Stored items
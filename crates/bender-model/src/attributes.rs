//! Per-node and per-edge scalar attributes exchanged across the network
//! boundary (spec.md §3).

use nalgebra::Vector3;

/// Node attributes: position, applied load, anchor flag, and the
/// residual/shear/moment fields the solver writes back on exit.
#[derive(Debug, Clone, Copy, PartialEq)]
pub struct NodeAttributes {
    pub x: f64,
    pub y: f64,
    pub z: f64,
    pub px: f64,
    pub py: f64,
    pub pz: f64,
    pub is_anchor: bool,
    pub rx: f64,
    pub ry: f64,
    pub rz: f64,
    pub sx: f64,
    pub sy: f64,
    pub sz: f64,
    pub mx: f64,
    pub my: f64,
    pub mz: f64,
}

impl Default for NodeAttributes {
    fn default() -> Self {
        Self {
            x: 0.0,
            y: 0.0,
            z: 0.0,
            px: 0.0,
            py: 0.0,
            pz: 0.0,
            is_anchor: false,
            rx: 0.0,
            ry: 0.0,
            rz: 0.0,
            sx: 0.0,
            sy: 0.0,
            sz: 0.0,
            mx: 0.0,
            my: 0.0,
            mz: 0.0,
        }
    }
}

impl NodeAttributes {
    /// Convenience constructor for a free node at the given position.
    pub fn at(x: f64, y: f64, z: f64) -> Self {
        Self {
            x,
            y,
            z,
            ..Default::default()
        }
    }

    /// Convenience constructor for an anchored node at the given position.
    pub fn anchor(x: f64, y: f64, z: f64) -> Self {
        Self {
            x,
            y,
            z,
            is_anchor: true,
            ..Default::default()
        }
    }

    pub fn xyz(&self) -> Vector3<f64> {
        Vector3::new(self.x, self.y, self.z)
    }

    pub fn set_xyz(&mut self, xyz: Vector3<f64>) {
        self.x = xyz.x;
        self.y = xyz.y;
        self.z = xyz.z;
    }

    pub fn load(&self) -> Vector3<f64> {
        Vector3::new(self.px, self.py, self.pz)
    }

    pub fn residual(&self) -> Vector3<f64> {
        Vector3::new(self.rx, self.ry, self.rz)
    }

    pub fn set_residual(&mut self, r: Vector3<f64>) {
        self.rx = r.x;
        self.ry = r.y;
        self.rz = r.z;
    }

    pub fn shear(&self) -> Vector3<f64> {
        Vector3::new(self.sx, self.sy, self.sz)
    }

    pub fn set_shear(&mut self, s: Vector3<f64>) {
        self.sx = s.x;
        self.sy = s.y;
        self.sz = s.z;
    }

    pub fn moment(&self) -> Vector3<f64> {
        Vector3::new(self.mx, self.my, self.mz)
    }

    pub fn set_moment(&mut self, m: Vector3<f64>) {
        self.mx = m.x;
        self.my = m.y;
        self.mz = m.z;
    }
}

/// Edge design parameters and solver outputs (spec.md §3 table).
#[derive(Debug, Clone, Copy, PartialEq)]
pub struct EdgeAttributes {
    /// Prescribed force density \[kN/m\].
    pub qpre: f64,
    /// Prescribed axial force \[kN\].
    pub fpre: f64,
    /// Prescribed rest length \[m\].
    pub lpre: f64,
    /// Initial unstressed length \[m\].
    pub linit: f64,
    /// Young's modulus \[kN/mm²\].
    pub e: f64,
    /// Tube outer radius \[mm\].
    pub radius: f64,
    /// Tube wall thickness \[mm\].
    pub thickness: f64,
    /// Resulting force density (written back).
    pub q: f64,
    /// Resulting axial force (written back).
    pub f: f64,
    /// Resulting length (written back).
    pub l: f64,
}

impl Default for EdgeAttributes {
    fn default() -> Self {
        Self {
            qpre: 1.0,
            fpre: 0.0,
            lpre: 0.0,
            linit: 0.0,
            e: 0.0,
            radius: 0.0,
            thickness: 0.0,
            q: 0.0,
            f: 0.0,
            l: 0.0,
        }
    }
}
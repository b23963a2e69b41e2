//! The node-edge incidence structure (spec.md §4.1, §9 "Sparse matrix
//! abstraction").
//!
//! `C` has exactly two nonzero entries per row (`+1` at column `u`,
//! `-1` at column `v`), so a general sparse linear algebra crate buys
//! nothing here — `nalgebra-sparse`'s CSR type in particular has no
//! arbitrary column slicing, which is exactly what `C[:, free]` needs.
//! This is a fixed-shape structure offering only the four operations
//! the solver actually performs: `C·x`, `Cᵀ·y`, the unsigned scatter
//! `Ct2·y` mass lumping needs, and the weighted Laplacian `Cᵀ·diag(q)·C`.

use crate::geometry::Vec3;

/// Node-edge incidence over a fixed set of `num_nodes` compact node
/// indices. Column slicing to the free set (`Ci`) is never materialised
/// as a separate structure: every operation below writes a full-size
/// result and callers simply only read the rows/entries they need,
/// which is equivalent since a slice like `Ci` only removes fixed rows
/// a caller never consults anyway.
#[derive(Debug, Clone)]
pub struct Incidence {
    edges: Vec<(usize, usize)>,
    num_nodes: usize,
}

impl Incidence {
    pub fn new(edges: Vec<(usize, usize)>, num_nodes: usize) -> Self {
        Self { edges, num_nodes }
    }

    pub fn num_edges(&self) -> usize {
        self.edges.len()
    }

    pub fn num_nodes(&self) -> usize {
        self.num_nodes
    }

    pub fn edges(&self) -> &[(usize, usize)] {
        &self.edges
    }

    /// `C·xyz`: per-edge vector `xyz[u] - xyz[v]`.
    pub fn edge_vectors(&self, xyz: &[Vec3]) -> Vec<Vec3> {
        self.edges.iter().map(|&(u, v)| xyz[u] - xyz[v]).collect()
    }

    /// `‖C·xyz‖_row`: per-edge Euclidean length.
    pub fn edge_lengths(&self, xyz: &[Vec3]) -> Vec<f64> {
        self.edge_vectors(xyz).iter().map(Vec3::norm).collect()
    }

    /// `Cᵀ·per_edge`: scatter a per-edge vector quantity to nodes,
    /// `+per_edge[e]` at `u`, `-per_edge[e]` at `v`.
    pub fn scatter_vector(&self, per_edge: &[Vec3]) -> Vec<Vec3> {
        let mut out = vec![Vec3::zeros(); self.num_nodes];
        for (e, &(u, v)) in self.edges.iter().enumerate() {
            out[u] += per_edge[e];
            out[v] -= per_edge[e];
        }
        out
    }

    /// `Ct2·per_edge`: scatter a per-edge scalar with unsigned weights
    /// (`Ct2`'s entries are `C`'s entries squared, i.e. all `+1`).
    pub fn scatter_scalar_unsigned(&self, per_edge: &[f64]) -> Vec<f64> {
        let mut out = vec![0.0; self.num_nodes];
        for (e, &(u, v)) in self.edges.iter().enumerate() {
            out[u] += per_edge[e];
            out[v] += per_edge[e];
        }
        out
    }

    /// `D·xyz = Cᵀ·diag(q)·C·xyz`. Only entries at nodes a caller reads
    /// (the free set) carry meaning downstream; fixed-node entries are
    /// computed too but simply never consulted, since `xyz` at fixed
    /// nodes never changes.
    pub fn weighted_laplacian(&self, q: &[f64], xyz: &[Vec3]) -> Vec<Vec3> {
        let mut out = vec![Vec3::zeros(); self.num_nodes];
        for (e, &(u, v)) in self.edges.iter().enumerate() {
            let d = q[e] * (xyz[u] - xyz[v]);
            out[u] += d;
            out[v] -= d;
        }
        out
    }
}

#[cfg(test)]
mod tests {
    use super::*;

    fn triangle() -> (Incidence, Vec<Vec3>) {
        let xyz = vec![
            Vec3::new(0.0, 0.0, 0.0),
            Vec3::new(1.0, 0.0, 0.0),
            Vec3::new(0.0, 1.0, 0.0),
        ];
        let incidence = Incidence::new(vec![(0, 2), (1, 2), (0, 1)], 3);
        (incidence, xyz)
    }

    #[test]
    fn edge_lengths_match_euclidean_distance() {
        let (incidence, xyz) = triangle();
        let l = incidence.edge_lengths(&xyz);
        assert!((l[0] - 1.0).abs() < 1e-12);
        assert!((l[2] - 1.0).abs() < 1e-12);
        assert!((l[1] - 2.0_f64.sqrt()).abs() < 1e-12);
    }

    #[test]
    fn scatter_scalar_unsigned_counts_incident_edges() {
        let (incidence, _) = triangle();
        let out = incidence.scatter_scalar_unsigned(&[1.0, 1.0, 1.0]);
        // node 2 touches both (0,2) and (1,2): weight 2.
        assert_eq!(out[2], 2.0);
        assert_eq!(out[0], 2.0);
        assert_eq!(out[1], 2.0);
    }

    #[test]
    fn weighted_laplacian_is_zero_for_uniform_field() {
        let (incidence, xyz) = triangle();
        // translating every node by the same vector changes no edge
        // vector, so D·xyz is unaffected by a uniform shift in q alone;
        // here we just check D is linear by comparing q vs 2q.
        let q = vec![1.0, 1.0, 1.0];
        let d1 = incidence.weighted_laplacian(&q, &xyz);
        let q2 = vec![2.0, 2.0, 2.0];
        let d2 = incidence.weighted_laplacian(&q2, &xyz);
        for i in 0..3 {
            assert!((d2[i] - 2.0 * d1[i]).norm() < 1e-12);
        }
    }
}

- Action item: Read through the records above and copy the lines that contain "nalgebra".

- Reply to the exercise:
use nalgebra::Vector3;
//! nothing here — `nalgebra-sparse`'s CSR type in particular has no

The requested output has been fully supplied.